### Task requirements
Your task is to filter the data below down to the lines holding "crates".

### Source material
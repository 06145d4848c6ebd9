use fxhash::hash64;

use crate::embedder::{ImageEmbedder, TextEmbedder};
use crate::vision::decode_rgb;
use crate::SemanticError;

/// Hash-seeded pseudo-random vector in `[-1, 1)`. Same input, same vector.
fn seeded_vector(seed: u64, dimension: usize) -> Vec<f32> {
    let mut rng = fastrand::Rng::with_seed(seed);
    (0..dimension).map(|_| rng.f32() * 2.0 - 1.0).collect()
}

/// Deterministic stand-in for the sentence encoder, used in `"fast"` mode and
/// when model assets are unavailable with `fallback_to_stub` set.
#[derive(Debug, Clone)]
pub struct StubTextEmbedder {
    dimension: usize,
}

impl StubTextEmbedder {
    pub fn new(dimension: usize) -> Self {
        Self { dimension }
    }
}

impl TextEmbedder for StubTextEmbedder {
    fn name(&self) -> &str {
        "stub-text"
    }

    fn dimension(&self) -> usize {
        self.dimension
    }

    fn embed(&self, text: &str) -> Result<Vec<f32>, SemanticError> {
        Ok(seeded_vector(hash64(text.as_bytes()), self.dimension))
    }
}

/// Deterministic stand-in for the vision encoder. Payloads are still decoded,
/// so corrupt uploads fail exactly like they would against the real model.
#[derive(Debug, Clone)]
pub struct StubImageEmbedder {
    dimension: usize,
}

impl StubImageEmbedder {
    pub fn new(dimension: usize) -> Self {
        Self { dimension }
    }
}

impl ImageEmbedder for StubImageEmbedder {
    fn name(&self) -> &str {
        "stub-image"
    }

    fn dimension(&self) -> usize {
        self.dimension
    }

    fn embed(&self, bytes: &[u8]) -> Result<Vec<f32>, SemanticError> {
        let rgb = decode_rgb(bytes)?;
        Ok(seeded_vector(hash64(rgb.as_raw()), self.dimension))
    }
}

#[cfg(test)]
mod tests {
    use super::*;
    use crate::ImageDecodeError;
    use image::{ImageFormat, Rgb, RgbImage};
    use std::io::Cursor;

    #[test]
    fn text_stub_is_deterministic() {
        let stub = StubTextEmbedder::new(384);
        let a = stub.embed("cozy date night").unwrap();
        let b = stub.embed("cozy date night").unwrap();
        assert_eq!(a.len(), 384);
        assert_eq!(a, b);
    }

    #[test]
    fn text_stub_differs_per_text() {
        let stub = StubTextEmbedder::new(32);
        assert_ne!(stub.embed("ramen").unwrap(), stub.embed("pizza").unwrap());
    }

    #[test]
    fn text_stub_handles_empty_text() {
        let v = StubTextEmbedder::new(16).embed("").unwrap();
        assert_eq!(v.len(), 16);
        assert!(v.iter().any(|&x| x != 0.0));
        assert!(v.iter().all(|x| (-1.0..1.0).contains(x)));
    }

    #[test]
    fn image_stub_decodes_payload() {
        let stub = StubImageEmbedder::new(512);
        let err = stub.embed(b"\x89PNG broken").unwrap_err();
        assert!(matches!(
            err,
            SemanticError::ImageDecode(ImageDecodeError::Format(_))
        ));
        assert!(matches!(
            stub.embed(&[]),
            Err(SemanticError::ImageDecode(ImageDecodeError::Empty))
        ));
    }

    #[test]
    fn image_stub_depends_on_pixels() {
        let encode = |color: [u8; 3]| {
            let mut out = Cursor::new(Vec::new());
            RgbImage::from_pixel(2, 2, Rgb(color))
                .write_to(&mut out, ImageFormat::Png)
                .unwrap();
            out.into_inner()
        };
        let stub = StubImageEmbedder::new(8);
        let red = stub.embed(&encode([255, 0, 0])).unwrap();
        assert_eq!(red, stub.embed(&encode([255, 0, 0])).unwrap());
        assert_ne!(red, stub.embed(&encode([0, 0, 255])).unwrap());
    }
}
//! YAML configuration for the VibeCheck search pipeline.
//!
//! One file describes every stage: the text and image encoders, the vector
//! index file pair, the restaurant database and the over-fetch knobs. Every
//! field has a default, so an empty file (or `VibeCheckConfig::default()`)
//! matches the standard deployment layout.
//!
//! ## Example YAML Configuration
//!
//! ```yaml
//! version: "1.0"
//! name: "production"
//!
//! semantic:
//!   text:
//!     mode: "onnx"
//!     model_path: "./models/all-MiniLM-L6-v2/model.onnx"
//!     tokenizer_path: "./models/all-MiniLM-L6-v2/tokenizer.json"
//!     dimension: 384
//!   image:
//!     enabled: true
//!     model_path: "./models/clip-vit-b-32/vision_model.onnx"
//!     dimension: 512
//!
//! index:
//!   index_path: "vibecheck_full_output/vibecheck_index.faiss"
//!   ids_path: "vibecheck_full_output/meta_ids.npy"
//!   backend: "flat"
//!
//! store:
//!   path: "vibecheck_full_output/vibecheck.db"
//!   review_limit: 10
//!
//! search:
//!   overfetch_factor: 5
//!   overfetch_on_price: true
//! ```

use std::fs;
use std::path::Path;

use index::IndexConfig;
use matcher::SearchConfig;
use semantic::SemanticConfig;
use serde::{Deserialize, Serialize};
use store::StoreConfig;
use thiserror::Error;

const ENCODER_MODES: [&str; 2] = ["onnx", "fast"];

/// Errors that can occur when loading YAML configuration files
#[derive(Debug, Error)]
pub enum ConfigLoadError {
    #[error("failed to read config file: {0}")]
    FileRead(#[from] std::io::Error),

    #[error("failed to parse YAML: {0}")]
    YamlParse(#[from] serde_yaml::Error),

    #[error("validation error: {0}")]
    Validation(String),

    #[error("unsupported config version: {0}")]
    UnsupportedVersion(String),
}

/// Top-level YAML configuration for the search pipeline
#[derive(Debug, Clone, PartialEq, Serialize, Deserialize)]
#[serde(rename_all = "snake_case")]
pub struct VibeCheckConfig {
    /// Configuration format version
    #[serde(default = "default_version")]
    pub version: String,

    /// Optional configuration name/description
    #[serde(default)]
    pub name: Option<String>,

    #[serde(default)]
    pub semantic: SemanticConfig,

    #[serde(default)]
    pub index: IndexConfig,

    #[serde(default)]
    pub store: StoreConfig,

    #[serde(default)]
    pub search: SearchConfig,
}

impl Default for VibeCheckConfig {
    fn default() -> Self {
        Self {
            version: default_version(),
            name: None,
            semantic: SemanticConfig::default(),
            index: IndexConfig::default(),
            store: StoreConfig::default(),
            search: SearchConfig::default(),
        }
    }
}

impl VibeCheckConfig {
    /// Load a YAML configuration file from the given path
    pub fn from_file<P: AsRef<Path>>(path: P) -> Result<Self, ConfigLoadError> {
        let content = fs::read_to_string(path)?;
        Self::from_yaml(&content)
    }

    /// Parse YAML configuration from a string
    pub fn from_yaml(yaml: &str) -> Result<Self, ConfigLoadError> {
        let config: VibeCheckConfig = serde_yaml::from_str(yaml)?;
        config.validate()?;
        Ok(config)
    }

    pub fn to_yaml(&self) -> Result<String, ConfigLoadError> {
        Ok(serde_yaml::to_string(self)?)
    }

    /// Width of the query vector the configured encoders produce.
    pub fn query_dimension(&self) -> usize {
        self.semantic.text.dimension + self.semantic.image.dimension
    }

    pub fn validate(&self) -> Result<(), ConfigLoadError> {
        match self.version.as_str() {
            "1.0" | "1" => Ok(()),
            v => Err(ConfigLoadError::UnsupportedVersion(v.to_string())),
        }?;

        let text = &self.semantic.text;
        let image = &self.semantic.image;
        if !ENCODER_MODES.contains(&text.mode.as_str()) {
            return Err(ConfigLoadError::Validation(format!(
                "semantic.text.mode must be one of {ENCODER_MODES:?}, got {:?}",
                text.mode
            )));
        }
        if !ENCODER_MODES.contains(&image.mode.as_str()) {
            return Err(ConfigLoadError::Validation(format!(
                "semantic.image.mode must be one of {ENCODER_MODES:?}, got {:?}",
                image.mode
            )));
        }
        if text.dimension == 0 || image.dimension == 0 {
            return Err(ConfigLoadError::Validation(
                "semantic dimensions must be >= 1".to_string(),
            ));
        }
        if text.max_sequence_length == 0 {
            return Err(ConfigLoadError::Validation(
                "semantic.text.max_sequence_length must be >= 1".to_string(),
            ));
        }
        if self.index.dimension != 0 && self.index.dimension != self.query_dimension() {
            return Err(ConfigLoadError::Validation(format!(
                "index.dimension is {} but the encoders produce {} + {} = {}",
                self.index.dimension,
                text.dimension,
                image.dimension,
                self.query_dimension()
            )));
        }

        self.index
            .validate()
            .map_err(|e| ConfigLoadError::Validation(e.to_string()))?;
        self.store
            .validate()
            .map_err(|e| ConfigLoadError::Validation(e.to_string()))?;
        self.search
            .validate()
            .map_err(|e| ConfigLoadError::Validation(e.to_string()))?;

        Ok(())
    }
}

fn default_version() -> String {
    "1.0".to_string()
}
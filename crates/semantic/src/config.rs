use serde::{Deserialize, Serialize};
use std::path::PathBuf;

/// Sentence-encoder settings for the text half of the query vector.
///
/// # Example
/// ```
/// use semantic::TextModelConfig;
///
/// let cfg = TextModelConfig {
///     mode: "fast".into(),
///     ..Default::default()
/// };
/// assert_eq!(cfg.dimension, 384);
/// ```
#[derive(Debug, Clone, Serialize, Deserialize, PartialEq)]
#[serde(default)]
pub struct TextModelConfig {
    /// `"onnx"` runs the sentence encoder locally; `"fast"` uses the deterministic stub.
    pub mode: String,
    /// Label used in logs.
    pub model_name: String,
    /// Local path of the exported encoder (also the download target for `model_url`).
    pub model_path: PathBuf,
    /// Fetched when `model_path` does not exist.
    pub model_url: Option<String>,
    /// Path to `tokenizer.json`. When absent the file is placed next to the model,
    /// named after the last segment of `tokenizer_url`.
    pub tokenizer_path: Option<PathBuf>,
    pub tokenizer_url: Option<String>,
    /// Longer inputs are truncated.
    pub max_sequence_length: usize,
    /// Width of the produced embedding.
    pub dimension: usize,
    /// Serve stub embeddings instead of failing when the model assets cannot be resolved.
    pub fallback_to_stub: bool,
}

impl Default for TextModelConfig {
    fn default() -> Self {
        Self {
            mode: "onnx".into(),
            model_name: "all-MiniLM-L6-v2".into(),
            model_path: PathBuf::from("./models/all-MiniLM-L6-v2/model.onnx"),
            model_url: None,
            tokenizer_path: Some(PathBuf::from("./models/all-MiniLM-L6-v2/tokenizer.json")),
            tokenizer_url: None,
            max_sequence_length: 256,
            dimension: 384,
            fallback_to_stub: false,
        }
    }
}

/// Vision-encoder settings for the image half of the query vector.
#[derive(Debug, Clone, Serialize, Deserialize, PartialEq)]
#[serde(default)]
pub struct ImageModelConfig {
    /// When false every query gets an all-zero image segment.
    pub enabled: bool,
    /// `"onnx"` or `"fast"`.
    pub mode: String,
    pub model_name: String,
    pub model_path: PathBuf,
    pub model_url: Option<String>,
    /// Graph output holding the projected image embedding. The first output is
    /// used when no output carries this name.
    pub output_name: String,
    /// Square input resolution expected by the vision tower.
    pub input_size: u32,
    /// Per-channel RGB normalization applied after scaling pixels to [0, 1].
    pub mean: [f32; 3],
    pub std: [f32; 3],
    pub dimension: usize,
    pub fallback_to_stub: bool,
}

impl Default for ImageModelConfig {
    fn default() -> Self {
        Self {
            enabled: true,
            mode: "onnx".into(),
            model_name: "clip-vit-b-32".into(),
            model_path: PathBuf::from("./models/clip-vit-b-32/vision_model.onnx"),
            model_url: None,
            output_name: "image_embeds".into(),
            input_size: 224,
            mean: [0.481_454_66, 0.457_827_5, 0.408_210_73],
            std: [0.268_629_54, 0.261_302_58, 0.275_777_11],
            dimension: 512,
            fallback_to_stub: false,
        }
    }
}

/// Both encoders. The query vector is `text.dimension + image.dimension` wide.
#[derive(Debug, Clone, Default, Serialize, Deserialize, PartialEq)]
#[serde(default)]
pub struct SemanticConfig {
    pub text: TextModelConfig,
    pub image: ImageModelConfig,
}

impl SemanticConfig {
    /// Deterministic stub encoders with the production dimensions. Useful in
    /// tests and local development without model weights.
    pub fn stub() -> Self {
        Self {
            text: TextModelConfig {
                mode: "fast".into(),
                ..Default::default()
            },
            image: ImageModelConfig {
                mode: "fast".into(),
                ..Default::default()
            },
        }
    }

    pub fn dimension(&self) -> usize {
        self.text.dimension + self.image.dimension
    }
}

#[cfg(test)]
mod tests {
    use super::*;

    #[test]
    fn default_dimensions() {
        let cfg = SemanticConfig::default();
        assert_eq!(cfg.text.dimension, 384);
        assert_eq!(cfg.image.dimension, 512);
        assert_eq!(cfg.dimension(), 896);
        assert!(cfg.image.enabled);
        assert_eq!(cfg.text.mode, "onnx");
    }

    #[test]
    fn clip_preprocessing_defaults() {
        let cfg = ImageModelConfig::default();
        assert_eq!(cfg.input_size, 224);
        assert!((cfg.mean[0] - 0.481_454_66).abs() < 1e-7);
        assert!((cfg.std[2] - 0.275_777_11).abs() < 1e-7);
    }

    #[test]
    fn partial_json_fills_defaults() {
        let cfg: SemanticConfig =
            serde_json::from_str(r#"{"text": {"mode": "fast"}, "image": {"enabled": false}}"#)
                .unwrap();
        assert_eq!(cfg.text.mode, "fast");
        assert_eq!(cfg.text.dimension, 384);
        assert!(!cfg.image.enabled);
        assert_eq!(cfg.image.dimension, 512);
    }

    #[test]
    fn stub_config_uses_fast_mode() {
        let cfg = SemanticConfig::stub();
        assert_eq!(cfg.text.mode, "fast");
        assert_eq!(cfg.image.mode, "fast");
        assert_eq!(cfg.dimension(), 896);
    }
}
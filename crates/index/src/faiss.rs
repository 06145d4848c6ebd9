//! Reader and writer for FAISS `IndexFlatIP` files (`faiss.write_index`).
//!
//! Layout, all little-endian:
//!
//! ```text
//! fourcc "IxFI"
//! d: i32, ntotal: i64, dummy: i64, dummy: i64, is_trained: u8, metric_type: i32
//! [metric_arg: f32]            only when metric_type > 1
//! n: u64, n * f32              row-major vectors, n == d * ntotal
//! ```

use std::fs::File;
use std::io::{BufReader, BufWriter, Read, Write};
use std::path::Path;

use crate::{FlatIpIndex, IndexError};

const FOURCC_FLAT_IP: &[u8; 4] = b"IxFI";
const FOURCC_FLAT_L2: &[u8; 4] = b"IxF2";
const FOURCC_FLAT: &[u8; 4] = b"IxFl";
const METRIC_INNER_PRODUCT: i32 = 0;
const HEADER_DUMMY: i64 = 1 << 20;

pub fn read_flat_ip(path: &Path) -> Result<FlatIpIndex, IndexError> {
    let file = File::open(path).map_err(|e| IndexError::io(path, e))?;
    read_flat_ip_from(&mut BufReader::new(file)).map_err(|err| match err {
        IndexError::Io { source, .. } => IndexError::io(path, source),
        other => other,
    })
}

pub fn write_flat_ip(path: &Path, index: &FlatIpIndex) -> Result<(), IndexError> {
    let file = File::create(path).map_err(|e| IndexError::io(path, e))?;
    let mut writer = BufWriter::new(file);
    write_flat_ip_to(&mut writer, index)
        .and_then(|_| writer.flush())
        .map_err(|e| IndexError::io(path, e))
}

pub fn read_flat_ip_from<R: Read>(reader: &mut R) -> Result<FlatIpIndex, IndexError> {
    let fourcc: [u8; 4] = read_array(reader)?;
    match &fourcc {
        FOURCC_FLAT_IP => {}
        FOURCC_FLAT_L2 | FOURCC_FLAT => {
            return Err(IndexError::UnsupportedIndexType(format!(
                "{} (flat index with non inner-product metric)",
                String::from_utf8_lossy(&fourcc)
            )))
        }
        other => {
            return Err(IndexError::UnsupportedIndexType(
                String::from_utf8_lossy(other).into_owned(),
            ))
        }
    }

    let d = i32::from_le_bytes(read_array(reader)?);
    let ntotal = i64::from_le_bytes(read_array(reader)?);
    let _dummy: [u8; 16] = read_array(reader)?;
    let _is_trained: [u8; 1] = read_array(reader)?;
    let metric_type = i32::from_le_bytes(read_array(reader)?);
    if metric_type > 1 {
        let _metric_arg: [u8; 4] = read_array(reader)?;
    }

    if d <= 0 {
        return Err(IndexError::Format(format!("invalid dimension {d}")));
    }
    if ntotal < 0 {
        return Err(IndexError::Format(format!("invalid vector count {ntotal}")));
    }
    if metric_type != METRIC_INNER_PRODUCT {
        return Err(IndexError::Format(format!(
            "metric type {metric_type} is not inner product"
        )));
    }

    let count = u64::from_le_bytes(read_array(reader)?);
    let expected = (d as u64)
        .checked_mul(ntotal as u64)
        .ok_or_else(|| IndexError::Format("vector payload size overflows".into()))?;
    if count != expected {
        return Err(IndexError::Format(format!(
            "payload holds {count} floats, header implies {expected}"
        )));
    }

    let byte_len = usize::try_from(count)
        .ok()
        .and_then(|n| n.checked_mul(4))
        .ok_or_else(|| IndexError::Format("vector payload too large".into()))?;
    let mut bytes = vec![0u8; byte_len];
    reader.read_exact(&mut bytes).map_err(truncated)?;
    let data = bytes
        .chunks_exact(4)
        .map(|b| f32::from_le_bytes([b[0], b[1], b[2], b[3]]))
        .collect();

    FlatIpIndex::new(d as usize, data)
}

pub fn write_flat_ip_to<W: Write>(writer: &mut W, index: &FlatIpIndex) -> std::io::Result<()> {
    let d = i32::try_from(index.dimension())
        .map_err(|_| std::io::Error::other("dimension exceeds i32"))?;
    writer.write_all(FOURCC_FLAT_IP)?;
    writer.write_all(&d.to_le_bytes())?;
    writer.write_all(&(index.len() as i64).to_le_bytes())?;
    writer.write_all(&HEADER_DUMMY.to_le_bytes())?;
    writer.write_all(&HEADER_DUMMY.to_le_bytes())?;
    writer.write_all(&[1u8])?;
    writer.write_all(&METRIC_INNER_PRODUCT.to_le_bytes())?;
    writer.write_all(&(index.as_slice().len() as u64).to_le_bytes())?;
    for value in index.as_slice() {
        writer.write_all(&value.to_le_bytes())?;
    }
    Ok(())
}

fn read_array<R: Read, const N: usize>(reader: &mut R) -> Result<[u8; N], IndexError> {
    let mut buf = [0u8; N];
    reader.read_exact(&mut buf).map_err(truncated)?;
    Ok(buf)
}

fn truncated(err: std::io::Error) -> IndexError {
    if err.kind() == std::io::ErrorKind::UnexpectedEof {
        IndexError::Format("file is truncated".into())
    } else {
        IndexError::io("<faiss stream>", err)
    }
}
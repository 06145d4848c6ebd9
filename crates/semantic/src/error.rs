use std::io;
use thiserror::Error;

/// Why an uploaded image could not be turned into pixels.
#[derive(Debug, Error, Clone, PartialEq, Eq)]
pub enum ImageDecodeError {
    #[error("image payload is empty")]
    Empty,
    #[error("unsupported or corrupt image: {0}")]
    Format(String),
    #[error("image has zero area ({width}x{height})")]
    ZeroArea { width: u32, height: u32 },
}

/// Errors surfaced while loading encoders or embedding a query.
#[derive(Debug, Error)]
pub enum SemanticError {
    /// The ONNX model could not be located locally and no URL was provided.
    #[error("model file not found: {0}")]
    ModelNotFound(String),
    /// The tokenizer JSON is missing and there was no remote URL to fetch it from.
    #[error("tokenizer missing: {0}")]
    TokenizerMissing(String),
    #[error("invalid semantic config: {0}")]
    InvalidConfig(String),
    #[error("download failed: {0}")]
    Download(String),
    #[error("io error: {0}")]
    Io(#[from] io::Error),
    /// ONNX Runtime or tokenizer failures.
    #[error("inference failure: {0}")]
    Inference(String),
    #[error("image decode failed: {0}")]
    ImageDecode(#[from] ImageDecodeError),
    /// An encoder produced a vector of the wrong width.
    #[error("{modality} embedding has dimension {got}, expected {expected}")]
    DimensionMismatch {
        modality: &'static str,
        expected: usize,
        got: usize,
    },
}

impl SemanticError {
    /// Missing assets, as opposed to broken ones. Only these may fall back to the stub.
    pub(crate) fn is_missing_asset(&self) -> bool {
        matches!(
            self,
            SemanticError::ModelNotFound(_)
                | SemanticError::TokenizerMissing(_)
                | SemanticError::Download(_)
        )
    }
}
use std::collections::BTreeSet;

use index::IndexError;
use semantic::SemanticError;
use serde::{Deserialize, Serialize};
use store::{Restaurant, StoreError};
use thiserror::Error;

/// Price constraint applied to hydrated records.
///
/// Deserializes from `null`, a single level (`2`) or a list (`[1, 2]`).
#[derive(Debug, Clone, Default, PartialEq, Eq, Serialize, Deserialize)]
#[serde(from = "Option<PriceLevels>", into = "Option<PriceLevels>")]
pub enum PriceFilter {
    #[default]
    Any,
    Exact(i64),
    OneOf(BTreeSet<i64>),
}

/// Wire form of [`PriceFilter`].
#[derive(Debug, Clone, Serialize, Deserialize)]
#[serde(untagged)]
pub enum PriceLevels {
    One(i64),
    Many(Vec<i64>),
}

impl From<Option<PriceLevels>> for PriceFilter {
    fn from(levels: Option<PriceLevels>) -> Self {
        match levels {
            None => PriceFilter::Any,
            Some(PriceLevels::One(level)) => PriceFilter::Exact(level),
            Some(PriceLevels::Many(levels)) => PriceFilter::OneOf(levels.into_iter().collect()),
        }
    }
}

impl From<PriceFilter> for Option<PriceLevels> {
    fn from(filter: PriceFilter) -> Self {
        match filter {
            PriceFilter::Any => None,
            PriceFilter::Exact(level) => Some(PriceLevels::One(level)),
            PriceFilter::OneOf(levels) => Some(PriceLevels::Many(levels.into_iter().collect())),
        }
    }
}

impl PriceFilter {
    /// Parses a form value: `""` (no filter), `"2"` or `"1,2"`.
    pub fn parse(raw: &str) -> Result<Self, MatchError> {
        let raw = raw.trim();
        if raw.is_empty() {
            return Ok(PriceFilter::Any);
        }
        let levels = raw
            .split(',')
            .map(|part| {
                part.trim().parse::<i64>().map_err(|_| {
                    MatchError::InvalidQuery(format!("invalid price_level {raw:?}"))
                })
            })
            .collect::<Result<Vec<_>, _>>()?;
        Ok(match levels.as_slice() {
            [level] if !raw.contains(',') => PriceFilter::Exact(*level),
            _ => PriceFilter::OneOf(levels.into_iter().collect()),
        })
    }

    pub fn is_active(&self) -> bool {
        !matches!(self, PriceFilter::Any)
    }

    /// A record without a price level never satisfies an active filter.
    pub fn matches(&self, price_level: Option<i64>) -> bool {
        match (self, price_level) {
            (PriceFilter::Any, _) => true,
            (_, None) => false,
            (PriceFilter::Exact(want), Some(level)) => *want == level,
            (PriceFilter::OneOf(set), Some(level)) => set.contains(&level),
        }
    }
}

/// A single search against the restaurant index.
#[derive(Debug, Clone, PartialEq)]
pub struct SearchRequest {
    pub text: Option<String>,
    pub image: Option<Vec<u8>>,
    pub k: usize,
    pub price: PriceFilter,
}

impl SearchRequest {
    pub fn text(text: impl Into<String>, k: usize) -> Self {
        Self {
            text: Some(text.into()),
            image: None,
            k,
            price: PriceFilter::Any,
        }
    }

    pub fn with_image(mut self, bytes: Vec<u8>) -> Self {
        self.image = Some(bytes);
        self
    }

    pub fn with_price(mut self, price: PriceFilter) -> Self {
        self.price = price;
        self
    }

    /// Query text, or `None` when absent or blank.
    pub fn query_text(&self) -> Option<&str> {
        self.text.as_deref().map(str::trim).filter(|t| !t.is_empty())
    }

    pub fn image_bytes(&self) -> Option<&[u8]> {
        self.image.as_deref().filter(|b| !b.is_empty())
    }

    pub fn validate(&self) -> Result<(), MatchError> {
        if self.query_text().is_none() && self.image_bytes().is_none() {
            return Err(MatchError::InvalidQuery(
                "Please provide text or image query".into(),
            ));
        }
        if self.k == 0 {
            return Err(MatchError::InvalidQuery("k must be at least 1".into()));
        }
        Ok(())
    }
}

/// A hydrated restaurant with the raw inner-product score of its index row.
#[derive(Debug, Clone, PartialEq, Serialize, Deserialize)]
pub struct SearchHit {
    #[serde(flatten)]
    pub restaurant: Restaurant,
    pub similarity_score: f32,
}

/// Hits plus what the pipeline derived from the query.
#[derive(Debug, Clone, PartialEq)]
pub struct SearchOutcome {
    pub hits: Vec<SearchHit>,
    /// Canonical neighborhood the hits were restricted to.
    pub neighborhood: Option<String>,
    /// Text actually sent to the text encoder.
    pub boosted_text: String,
    /// Candidates asked of the index after over-fetch and clamping.
    pub candidates_requested: usize,
    pub candidates_returned: usize,
}

#[derive(Debug, Error)]
pub enum MatchError {
    /// Caller input that can never succeed.
    #[error("invalid query: {0}")]
    InvalidQuery(String),
    #[error("invalid search config: {0}")]
    InvalidConfig(String),
    #[error("semantic error: {0}")]
    Semantic(#[from] SemanticError),
    #[error("index error: {0}")]
    Index(#[from] IndexError),
    #[error("store error: {0}")]
    Store(#[from] StoreError),
}
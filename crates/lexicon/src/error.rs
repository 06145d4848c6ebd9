use thiserror::Error;

/// Errors raised while building a custom [`Lexicon`](crate::Lexicon) or
/// [`NeighborhoodResolver`](crate::NeighborhoodResolver).
///
/// The built-in tables never produce these; query-time operations are total.
#[derive(Debug, Error, Clone, PartialEq, Eq)]
pub enum LexiconError {
    #[error("keyword category `{0}` has no terms")]
    EmptyCategory(String),
    #[error("keyword category `{category}` has multiplier {multiplier}; must be at least 1")]
    InvalidMultiplier { category: String, multiplier: usize },
    #[error("keyword category `{0}` contains a blank term")]
    BlankTerm(String),
    #[error("duplicate keyword category `{0}`")]
    DuplicateCategory(String),
    #[error("neighborhood variant `{0}` is blank or maps to a blank name")]
    BlankVariant(String),
}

### Exercise solution
filename crates/semantic/src/config.rs
filename crates/index/src/faiss.rs
filename crates/semantic/src/error.rs
filename crates/lexicon/src/error.rs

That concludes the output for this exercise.